Craigslist never ceases to amaze me. For one, it's ongoing popularity, despite a horrible user interface. But even moreso, the way it frequently extends directly into popular culture. The personals are read for entertainment, artists do visualizations of the "Missed Connections" sections, and now this. There's a fairly personal nature to much of Craigslist content, from personal ads to what people are selling out of their garages, that helps people identify with the content.
Facebook responds to the privacy blowup. Given the speed of change Facebook's been going through, and the Apple-esque disregard for outside opinion (some that's both asset and liability for both), this whole scenario isn't surprising.
More than anything, this really points to the role user experience plays in app and site development. Ignore it at your own risk.
With Foursquare all over the news, the big question is, What are the different ways brands will be using technologies like this in their campaigns? This example links print work to mobile, with mass transit posters prompting riders to 'checkin' on a give subject to support an environmental cause. One great feature is that they've taken a print piece and given it a highly-trackable action.

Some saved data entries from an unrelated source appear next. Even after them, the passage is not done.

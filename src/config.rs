//! Session configuration.
//!
//! Defaults match the timings collaborators expect; a TOML file and a couple of
//! environment variables can override them.

use serde::{Deserialize, Serialize};
use std::path::Path;
use std::time::Duration;

use crate::error::{SyncError, SyncResult};

pub const ENV_RELAY_URL: &str = "CODEMATE_RELAY_URL";
pub const ENV_NAMESPACE: &str = "CODEMATE_NAMESPACE";

#[derive(Debug, Clone, PartialEq, Serialize, Deserialize)]
#[serde(default)]
pub struct SyncConfig {
    /// Top-level transport namespace shared by every room
    pub namespace: String,

    /// Relay to connect to, e.g. ws://localhost:8765/ws
    pub relay_url: Option<String>,

    pub heartbeat_interval_ms: u64,
    pub sweep_interval_ms: u64,

    /// A peer silent for longer than this is evicted
    pub stale_after_ms: i64,
    /// A peer whose tab stayed hidden for longer than this is evicted
    pub hidden_grace_ms: i64,
    /// A peer whose window stayed blurred for longer than this is evicted
    pub blurred_grace_ms: i64,

    pub edit_debounce_ms: u64,
    pub list_settle_ms: u64,

    pub engine_ready_timeout_ms: u64,
    pub ack_timeout_ms: u64,
}

impl Default for SyncConfig {
    fn default() -> Self {
        Self {
            namespace: "CodeMate".to_string(),
            relay_url: None,
            heartbeat_interval_ms: 3_000,
            sweep_interval_ms: 5_000,
            stale_after_ms: 15_000,
            hidden_grace_ms: 10_000,
            blurred_grace_ms: 30_000,
            edit_debounce_ms: 300,
            list_settle_ms: 100,
            engine_ready_timeout_ms: 10_000,
            ack_timeout_ms: 5_000,
        }
    }
}

impl SyncConfig {
    /// Load from an optional TOML file, then apply environment overrides.
    pub fn load(path: Option<&Path>) -> SyncResult<Self> {
        dotenvy::dotenv().ok();

        let mut config = match path {
            Some(path) => Self::from_file(path)?,
            None => Self::default(),
        };
        config.apply_env();
        config.validate()?;
        Ok(config)
    }

    pub fn from_file(path: &Path) -> SyncResult<Self> {
        let text = std::fs::read_to_string(path)
            .map_err(|e| SyncError::Config(format!("{}: {e}", path.display())))?;
        Self::from_toml(&text)
    }

    pub fn from_toml(text: &str) -> SyncResult<Self> {
        toml::from_str(text).map_err(|e| SyncError::Config(e.to_string()))
    }

    fn apply_env(&mut self) {
        if let Ok(url) = std::env::var(ENV_RELAY_URL) {
            if !url.trim().is_empty() {
                self.relay_url = Some(url);
            }
        }
        if let Ok(namespace) = std::env::var(ENV_NAMESPACE) {
            if !namespace.trim().is_empty() {
                self.namespace = namespace;
            }
        }
    }

    pub fn validate(&self) -> SyncResult<()> {
        if self.namespace.is_empty() {
            return Err(SyncError::Config("namespace must not be empty".into()));
        }
        if self.heartbeat_interval_ms == 0 || self.sweep_interval_ms == 0 {
            return Err(SyncError::Config("timer periods must be positive".into()));
        }
        if self.stale_after_ms <= self.heartbeat_interval_ms as i64 {
            return Err(SyncError::Config(
                "stale_after_ms must exceed the heartbeat interval".into(),
            ));
        }
        Ok(())
    }

    pub fn heartbeat_interval(&self) -> Duration {
        Duration::from_millis(self.heartbeat_interval_ms)
    }

    pub fn sweep_interval(&self) -> Duration {
        Duration::from_millis(self.sweep_interval_ms)
    }

    pub fn edit_debounce(&self) -> Duration {
        Duration::from_millis(self.edit_debounce_ms)
    }

    pub fn list_settle(&self) -> Duration {
        Duration::from_millis(self.list_settle_ms)
    }

    pub fn engine_ready_timeout(&self) -> Duration {
        Duration::from_millis(self.engine_ready_timeout_ms)
    }

    pub fn ack_timeout(&self) -> Duration {
        Duration::from_millis(self.ack_timeout_ms)
    }
}
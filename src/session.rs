//! One client's view of one room: every engine wired to a shared transport.

use crate::clock::SharedClock;
use crate::config::SyncConfig;
use crate::error::{SyncError, SyncResult};
use crate::events::{Notifier, SessionEvent};
use crate::files::{Document, FileReplicator};
use crate::kv::{KvValue, ReplicatedStore};
use crate::presence::{Peer, PresenceRegistry, USERS_KEY};
use crate::room::RoomId;
use crate::storage::{cell_to_kv, quote_ident, SqlDatabase, SqlParams, SqlValue};
use crate::sync::{SharedTransport, TransportPath};

/// Room-root child that holds the key-value store.
pub const DATABASE_KEY: &str = "database";

/// SQL table that receives key-value exports.
pub const EXPORT_TABLE: &str = "nosql_export";

/// Prefix for keys imported from SQL rows.
pub const IMPORT_PREFIX: &str = "sql_";

pub struct Session {
    room: RoomId,
    config: SyncConfig,
    root: TransportPath,
    notifier: Notifier,
    kv: ReplicatedStore,
    presence: PresenceRegistry,
    files: FileReplicator,
    sql: Option<SqlDatabase>,
}

impl Session {
    /// Wire up every engine for `room` and start following it.
    ///
    /// The SQL database is optional: if its engine cannot start, the session
    /// runs without it and [`sql`](Self::sql) reports `EngineUnavailable`.
    pub async fn start(
        transport: SharedTransport,
        room: RoomId,
        config: SyncConfig,
        clock: SharedClock,
    ) -> Self {
        let root = room.root(&config.namespace);
        let read_only = room.is_read_only();
        let notifier = Notifier::new();

        let base = ReplicatedStore::new(
            transport.clone(),
            root.clone(),
            clock.clone(),
            config.list_settle(),
            read_only,
        );
        let kv = base.rescoped(root.child(DATABASE_KEY));
        let presence = PresenceRegistry::start(
            base.rescoped(root.child(USERS_KEY)),
            clock,
            notifier.clone(),
            &config,
        );
        let files = FileReplicator::new(
            transport,
            root.clone(),
            notifier.clone(),
            config.edit_debounce(),
            read_only,
        );
        files.start_discovery();

        let sql = SqlDatabase::open(base, notifier.clone(), config.engine_ready_timeout()).await;
        let sql = match sql.state() {
            state if state.is_ready() => Some(sql),
            state => {
                tracing::error!(?state, "SQL database disabled for this session");
                None
            }
        };

        tracing::info!(room = %room, "session started");
        Self {
            room,
            config,
            root,
            notifier,
            kv,
            presence,
            files,
            sql,
        }
    }

    pub fn room(&self) -> &RoomId {
        &self.room
    }

    pub fn config(&self) -> &SyncConfig {
        &self.config
    }

    pub fn root(&self) -> &TransportPath {
        &self.root
    }

    pub fn is_read_only(&self) -> bool {
        self.room.is_read_only()
    }

    pub fn subscribe(&self) -> tokio::sync::broadcast::Receiver<SessionEvent> {
        self.notifier.subscribe()
    }

    pub fn kv(&self) -> &ReplicatedStore {
        &self.kv
    }

    pub fn presence(&self) -> &PresenceRegistry {
        &self.presence
    }

    pub fn files(&self) -> &FileReplicator {
        &self.files
    }

    pub fn sql(&self) -> SyncResult<&SqlDatabase> {
        self.sql
            .as_ref()
            .ok_or_else(|| SyncError::EngineUnavailable("SQL database is disabled".into()))
    }

    pub async fn join(&self, name: &str) -> SyncResult<Peer> {
        self.presence.join(name).await
    }

    /// Open a document and advertise it as our active file.
    pub async fn open_document(&self, name: &str) -> SyncResult<Document> {
        let doc = self.files.open(name)?;
        if self.presence.is_joined() {
            self.presence.set_active_file(Some(name)).await?;
        }
        Ok(doc)
    }

    /// Copy every live key-value entry into the `nosql_export` SQL table,
    /// replacing rows with the same key. Returns how many were written.
    pub async fn export_kv_to_sql(&self) -> SyncResult<usize> {
        let sql = self.sql()?;
        if self.is_read_only() {
            return Err(SyncError::ReadOnly);
        }
        if !sql.tables().await?.iter().any(|table| table == EXPORT_TABLE) {
            sql.exec(
                &format!(
                    "CREATE TABLE IF NOT EXISTS {EXPORT_TABLE} (
                        key TEXT PRIMARY KEY,
                        value TEXT,
                        type TEXT,
                        original_timestamp DATETIME,
                        exported_at DATETIME DEFAULT CURRENT_TIMESTAMP
                    )"
                ),
                SqlParams::None,
            )
            .await?;
        }

        let rows: Vec<SqlParams> = self
            .kv
            .list()
            .await
            .into_iter()
            .map(|(key, entry)| {
                let value = match &entry.value {
                    KvValue::String(text) => text.clone(),
                    other => other.to_json().to_string(),
                };
                let exported_from = chrono::DateTime::from_timestamp_millis(entry.timestamp)
                    .map(|at| SqlValue::Text(at.to_rfc3339_opts(chrono::SecondsFormat::Millis, true)))
                    .unwrap_or(SqlValue::Null);
                SqlParams::Positional(vec![
                    SqlValue::Text(key),
                    SqlValue::Text(value),
                    SqlValue::Text(entry.value.type_tag().to_string()),
                    exported_from,
                ])
            })
            .collect();

        let written = sql
            .exec_each(
                &format!(
                    "INSERT OR REPLACE INTO {EXPORT_TABLE} (key, value, type, original_timestamp)
                     VALUES (?, ?, ?, ?)"
                ),
                rows,
            )
            .await?;
        tracing::info!(entries = written, "key-value store exported to SQL");
        Ok(written)
    }

    /// Copy `key_column` and `value_column` of every row in `table` into the
    /// key-value store as `sql_<key>`. Rows with a `NULL` or blob key or value
    /// are skipped. Returns how many entries were written.
    pub async fn import_sql_to_kv(
        &self,
        table: &str,
        key_column: &str,
        value_column: &str,
    ) -> SyncResult<usize> {
        if self.is_read_only() {
            return Err(SyncError::ReadOnly);
        }
        let query = format!(
            "SELECT {}, {} FROM {}",
            quote_ident(key_column),
            quote_ident(value_column),
            quote_ident(table)
        );
        let results = self.sql()?.query(&query).await?;
        let Some(result) = results.into_iter().next() else {
            return Ok(0);
        };

        let mut imported = 0;
        for row in &result.values {
            let key = match row.first() {
                Some(SqlValue::Text(key)) => key.clone(),
                Some(SqlValue::Integer(key)) => key.to_string(),
                Some(SqlValue::Real(key)) => key.to_string(),
                _ => continue,
            };
            let Some(value) = row.get(1).and_then(cell_to_kv) else {
                continue;
            };
            self.kv.set(&format!("{IMPORT_PREFIX}{key}"), value).await?;
            imported += 1;
        }
        tracing::info!(table, records = imported, "SQL rows imported into the key-value store");
        Ok(imported)
    }

    /// Flush pending edits, leave the room and stop the SQL engine.
    pub async fn shutdown(&self) {
        if !self.is_read_only() {
            if let Err(e) = self.files.flush().await {
                tracing::warn!("could not flush pending edits: {e}");
            }
        }
        if let Err(e) = self.presence.leave().await {
            tracing::warn!("could not leave room cleanly: {e}");
        }
        if let Some(sql) = &self.sql {
            sql.shutdown();
        }
        tracing::info!(room = %self.room, "session closed");
    }
}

The Japanese have long been ahead of us in mobile usage, and this is a good topline of their user behavior and why it's different from the computer-based Internet.
I'm seeing a lot of activity around the crowdsourcing/answers site format lately. Here, YouTube demonstrates again their value to Google in the way that Google can so quickly integrate many of their broad span of features into the largest video site in the world. In this case, I'm not sure video adds that much to answers, although given the power of video, it's certainly worth Google trying. Bottom line is, there's a lot of potential in answer sites, and that's what Google's trying to tap.
Clearly your site visitors are a valuable source of insights and information about what interests them and others like them. The question is, How do you gather that information? This is a list of 5 tools that can help you ask them questions, process the information, and even compare it to competitor sites for relative value.
Using a Twitter feed to create the content for a Google AdSense ad is a great idea not only because it's new and innovative, which generally tends to do well for online marketing, but because it does two things at once. It provides the advertiser with an extremely simple content management system for piping fresh messaging into their ad, and it also prominently promotes their Twitter account, which is a strong conversion action for many marketers.
This is quite clever. A creative at McCann built his website in Flash, and for the image that loads incase you don't have the Flash plugin, he's inserted a photo of Steve Jobs giving you the finger. He's offering the image to anyone who will install it, and I wouldn't be surprised to find this image popping up across the Web.
Social gaming is red hot. And it seems such a natural for brands to get involved. An existing, highly-active audience. Relatively low production costs. And of course, it all ties in to their social media networks for sharing.
I've posted several things recently on Google TV, which is probably the most interesting happening around TV technology. Here are some early screen snaps from the experience. This is classic Google. Throw something out there early, it looks kind of ugly, but the upside potential is clear and massive.